27 June 2026 · 3 min read

The 1.1-Billion-Year-Old Lava That Still Glows in the Dark

How 1.1-billion-year-old volcanic activity in central Australia created the Stuart Shelf's Olympic Dam—the world's largest uranium deposit, where ancient lava cooked metal from seawater and left a rad

Six hundred kilometres north of Adelaide, the desert floor gives no hint of what lies beneath. At 350 metres down, a 1.1-billion-year-old volcanic complex the size of Manhattan holds the world's largest uranium deposit, along with enough copper and gold to make it one of the richest holes on Earth. This is Olympic Dam—a mineral deposit so vast that its discovery in 1975 rewrote the rules of how ore bodies form.

The Volcano That Cooked a Sea

When the volcano erupted, central Australia was not desert but an inland sea. The lavas that poured out were not the familiar basalts of Hawaii but a rare, iron-rich magma called hematite rhyolite—a brew so oxidised it was already halfway to becoming rust before it cooled. As the volcanic pile grew, it fractured and collapsed into itself, creating a giant underground cauldron.

Seawater percolated down through the cracks. Heated by the cooling magma chamber below, it turned acidic and began leaching metals from the volcanic rock—copper, gold, and uranium. The hot brine circulated for millions of years, depositing its dissolved cargo in the fractured breccia where the chemistry was right. The result was not a vein or a seam but a disseminated ore body: metal scattered through rock like raisins in a pudding.

The deposit covers roughly 20 square kilometres. Its uranium alone represents nearly 30 percent of the world's known reserves.

The Radioactive Clock

Uranium-238 decays at a maddeningly slow pace. Its half-life of 4.5 billion years means that half the atoms in Olympic Dam's ore will still be uranium when the Sun expands into a red giant. But the decay chain produces daughter isotopes—thorium, radium, radon—that geologists use to date the deposit with precision.

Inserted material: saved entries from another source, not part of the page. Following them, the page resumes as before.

//! # Seine Fetch
//!
//! Reqwest-based implementation of the [`Fetcher`] port: bounded redirects,
//! connect and read timeouts, and a best-effort HEAD probe for live page
//! metadata. No retries: a failed page is reported as unavailable
//! and the caller moves on.

use async_trait::async_trait;
use chrono::{DateTime, Utc};
use reqwest::header::LAST_MODIFIED;
use reqwest::{redirect, Client, Response};
use seine_types::{FetchError, FetchedPage, Fetcher, PageProbe};
use std::time::Duration;
use tracing::debug;
use url::Url;

/// Fetcher configuration.
#[derive(Debug, Clone)]
pub struct FetchConfig {
    /// TCP connect deadline.
    pub connect_timeout: Duration,
    /// Total request deadline, covering headers and body.
    pub read_timeout: Duration,
    /// Maximum redirects followed before the request fails.
    pub max_redirects: usize,
    /// User agent sent with every request.
    pub user_agent: String,
}

impl Default for FetchConfig {
    fn default() -> Self {
        Self {
            connect_timeout: Duration::from_secs(5),
            read_timeout: Duration::from_secs(5),
            max_redirects: 5,
            user_agent: "Seine/0.1".to_string(),
        }
    }
}

/// HTTP page fetcher backed by a shared reqwest client.
#[derive(Debug, Clone)]
pub struct PageFetcher {
    client: Client,
}

impl PageFetcher {
    pub fn new() -> Result<Self, FetchError> {
        Self::with_config(FetchConfig::default())
    }

    pub fn with_config(config: FetchConfig) -> Result<Self, FetchError> {
        let client = Client::builder()
            .user_agent(&config.user_agent)
            .gzip(true)
            .brotli(true)
            .connect_timeout(config.connect_timeout)
            .timeout(config.read_timeout)
            .redirect(redirect::Policy::limited(config.max_redirects))
            .build()
            .map_err(|e| FetchError::Transport {
                message: format!("failed to create HTTP client: {e}"),
            })?;
        Ok(Self { client })
    }
}

#[async_trait]
impl Fetcher for PageFetcher {
    async fn fetch(&self, url: &Url) -> Result<FetchedPage, FetchError> {
        let response = self
            .client
            .get(url.clone())
            .send()
            .await
            .map_err(map_reqwest_error)?;
        let response = check_status(response)?;

        let last_modified = parse_last_modified(&response);
        let header_length = response.content_length();

        let body = response.text().await.map_err(map_reqwest_error)?;
        let content_length = header_length.unwrap_or(body.len() as u64);

        Ok(FetchedPage {
            body,
            last_modified,
            content_length,
        })
    }

    async fn probe(&self, url: &Url) -> Option<PageProbe> {
        let response = match self.client.head(url.clone()).send().await {
            Ok(response) if response.status().is_success() => response,
            Ok(response) => {
                debug!(url = %url, status = response.status().as_u16(), "probe rejected");
                return None;
            }
            Err(e) => {
                debug!(url = %url, error = %e, "probe failed");
                return None;
            }
        };

        Some(PageProbe {
            last_modified: parse_last_modified(&response),
            content_length: response.content_length(),
        })
    }
}

fn check_status(response: Response) -> Result<Response, FetchError> {
    let status = response.status();
    if status.is_success() {
        Ok(response)
    } else {
        Err(FetchError::Status {
            code: status.as_u16(),
        })
    }
}

fn parse_last_modified(response: &Response) -> Option<DateTime<Utc>> {
    response
        .headers()
        .get(LAST_MODIFIED)
        .and_then(|value| value.to_str().ok())
        .and_then(|value| DateTime::parse_from_rfc2822(value).ok())
        .map(|date| date.with_timezone(&Utc))
}

fn map_reqwest_error(error: reqwest::Error) -> FetchError {
    if error.is_timeout() {
        FetchError::Timeout
    } else {
        FetchError::Transport {
            message: error.to_string(),
        }
    }
}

Zircon crystals from the volcanic host rock give an age of 1.1 billion years for the eruption itself. Uranium-lead dating of the ore minerals confirms that mineralisation followed almost immediately: the hot brine system operated for perhaps 100,000 years, a geological eyeblink. The deposit has sat undisturbed ever since, buried under a kilometre of younger sediment that preserved it from erosion.

That burial was essential. Uranium is soluble in oxidising waters; without the protective cover of sandstone and shale, Olympic Dam would have dissolved into the landscape long ago, its atoms scattered across the continental interior.

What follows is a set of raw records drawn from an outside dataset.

//! Core data model: document identifiers, positional postings, and the
//! records produced by the fetch layer.

use chrono::{DateTime, Utc};
use serde::{Deserialize, Serialize};
use std::fmt;

/// Dense, non-negative identifier of a crawled page within an index
/// instance. Identifiers are assigned in order of successful fetch and form
/// the contiguous range `[0, N)` after a crawl of `N` pages.
#[derive(
    Debug, Clone, Copy, PartialEq, Eq, PartialOrd, Ord, Hash, Serialize, Deserialize, Default,
)]
#[repr(transparent)]
pub struct DocId(pub u32);

impl DocId {
    /// Big-endian byte form, used as (part of) store keys so that LMDB
    /// iteration order matches numeric order.
    #[inline]
    pub fn to_be_bytes(self) -> [u8; 4] {
        self.0.to_be_bytes()
    }

    #[inline]
    pub fn from_be_bytes(bytes: [u8; 4]) -> Self {
        DocId(u32::from_be_bytes(bytes))
    }
}

impl fmt::Display for DocId {
    fn fmt(&self, f: &mut fmt::Formatter<'_>) -> fmt::Result {
        self.0.fmt(f)
    }
}

/// Per-document record for a term: the ordered list of 0-based token
/// positions at which the term occurs in the document body.
///
/// Positions are strictly increasing and duplicate-free; the term frequency
/// is derived as `positions.len()` rather than stored separately, so the two
/// can never disagree.
#[derive(Debug, Clone, Default, PartialEq, Eq, Serialize, Deserialize)]
pub struct Posting {
    positions: Vec<u32>,
}

impl Posting {
    /// Append a position. Returns `false` (and leaves the posting untouched)
    /// if `position` does not strictly increase the sequence.
    pub fn record(&mut self, position: u32) -> bool {
        match self.positions.last() {
            Some(&last) if position <= last => false,
            _ => {
                self.positions.push(position);
                true
            }
        }
    }

    /// Number of occurrences of the term in the document.
    #[inline]
    pub fn frequency(&self) -> u32 {
        self.positions.len() as u32
    }

    #[inline]
    pub fn positions(&self) -> &[u32] {
        &self.positions
    }

    /// Whether the term occurs at exactly `position`.
    #[inline]
    pub fn contains_position(&self, position: u32) -> bool {
        self.positions.binary_search(&position).is_ok()
    }

    #[inline]
    pub fn is_empty(&self) -> bool {
        self.positions.is_empty()
    }
}

/// A successfully fetched page: decoded body plus the response metadata the
/// index and report layers care about.
#[derive(Debug, Clone)]
pub struct FetchedPage {
    /// Decoded response body.
    pub body: String,
    /// Parsed `Last-Modified` header, when the origin sent one.
    pub last_modified: Option<DateTime<Utc>>,
    /// `Content-Length` when present, otherwise the decoded body length.
    pub content_length: u64,
}

/// Lightweight metadata probe result (HEAD request), used when resolving
/// result rows and report entries against the live origin.
#[derive(Debug, Clone, Copy, Default)]
pub struct PageProbe {
    pub last_modified: Option<DateTime<Utc>>,
    pub content_length: Option<u64>,
}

The City That Glows Underground

Olympic Dam is a mine, a mill, a smelter, and a town. The underground workings extend for kilometres, with tunnels that must be ventilated to remove radon gas released by the decaying uranium. The ore itself is not visibly radioactive at hand-sample scale; the danger is cumulative, from dust inhaled over decades.

The mineralogy is bizarre. The dominant copper mineral is bornite—peacock ore—whose iridescent blue-purple sheen comes from a crystal structure that also accommodates uranium atoms in its lattice. Gold occurs as microscopic flecks within the bornite, too small to see but recoverable by leaching. The whole assemblage is a chemical oddity: a deposit formed by oxidising fluids that somehow preserved uranium, which normally flees from oxygen.

Geologists call it an iron-oxide copper-gold-uranium deposit, or IOCG. Olympic Dam is the type example, but its origin remains debated. Some argue the uranium came from seawater; others point to the volcanic rock itself. Either way, the deposit represents a coincidence of temperature, chemistry, and time that has not been repeated on Earth since.

The Braden Pipe and the Future

At the centre of the Olympic Dam complex lies a structure called the Braden Pipe—a cylindrical body of broken rock that once vented volcanic gases to the surface. It is the throat of the ancient volcano, now filled with mineralised breccia. The pipe is the richest part of the deposit, and it is still being drilled.

Mining at Olympic Dam is expanding, with plans to move from underground to an open pit that would eventually be four kilometres wide and a kilometre deep. The expansion has been delayed by technical challenges and environmental concerns: the mine uses enormous quantities of water from the Great Artesian Basin, and the tailings contain radioactive residues that must be managed in perpetuity.

But the uranium itself is not the only prize. The deposit contains more copper than many dedicated copper mines, and the gold is a bonus. Olympic Dam is a reminder that the most valuable ore bodies are often the ones that break the rules—formed by processes that geologists are still trying to understand, in settings that no longer exist on the modern Earth.